These are the key concepts you need to understand to accurately answer the question.

Binomial Distribution
A binomial distribution is a helpful way to understand scenarios where there are two possible outcomes, like success or failure. When we say an event follows a Binomial distribution, it means it deals with experiments having these characteristics.

In the problem, 80% of brand A zip drives are known to succeed, meaning the probability of success, denoted as \( p \), is 0.8. With \( n \) being 10 drives, the number of successful drives, \( X \), follows a binomial distribution with parameters \( n = 10 \) and \( p = 0.8 \).

Understanding this helps in calculating the likelihood of having different numbers of successes in our sample of 10 drives. Using the binomial distribution, we can calculate these probabilities by applying the binomial probability formula:
  • \( P(X = k) = \binom{n}{k} p^k (1-p)^{n-k} \)
This formula allows us to calculate how likely it is to get "\( k \)" successes out of 10 trials.

This is essential for forming the sampling distribution of our sample proportion.
Sample Proportion
When we refer to the sample proportion in statistics, we're talking about the fraction or percentage that represents the number of successes divided by the number of trials. In simpler words, it's a way to measure what part of our sample showed success.

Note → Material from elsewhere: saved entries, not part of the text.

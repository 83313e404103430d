//! Channel ids of the EINCASM experiment.

pub const COMMUNICATION: &str = "communication";
/// Every muscle radius: one flow muscle per kernel direction, then port, then mine.
pub const ALL_MUSCLE_RADII: &str = "all_muscle_radii";
pub const FLOW_MUSCLE_RADII: &str = "flow_muscle_radii";
pub const PORT_MUSCLE_RADII: &str = "port_muscle_radii";
pub const MINE_MUSCLE_RADII: &str = "mine_muscle_radii";
pub const ALL_MUSCLE_ACTIVATION: &str = "all_muscle_activation";
pub const FLOW_MUSCLE_ACTIVATION: &str = "flow_muscle_activation";
pub const PORT_MUSCLE_ACTIVATION: &str = "port_muscle_activation";
pub const MINE_MUSCLE_ACTIVATION: &str = "mine_muscle_activation";
pub const MUSCLE_GROWTH_ACTIVATION: &str = "muscle_growth_activation";
pub const CAPITAL: &str = "capital";
pub const WASTE: &str = "waste";
pub const OBSTACLES: &str = "obstacles";
pub const PORTS: &str = "ports";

In this scenario, we denote the number of successful zip drives as \( X \). The sample proportion is thus \( X/n \), where \( n \) is the total number of zip drives, which is 10 in our problem.

The sample proportion, therefore, can take values such as 0, 0.1, 0.2, ..., up to 1. These represent fractions like 0 out of 10 as 0, 1 out of 10 as 0.1, up to 10 out of 10 as 1.
Finding these proportions helps us understand how our sample reflects the population's behavior, in this case, the performance reliability of these drives.

The magic of sample proportions is that they make complex probability distributions easier to interpret, offering a straightforward percentage context of the entire sample's success rate.
Probability Calculation
Probability calculation in the context of Binomial distribution involves determining the likelihood of a specific number of successes. In our task, this means calculating the probability for the sample proportions of successful drives.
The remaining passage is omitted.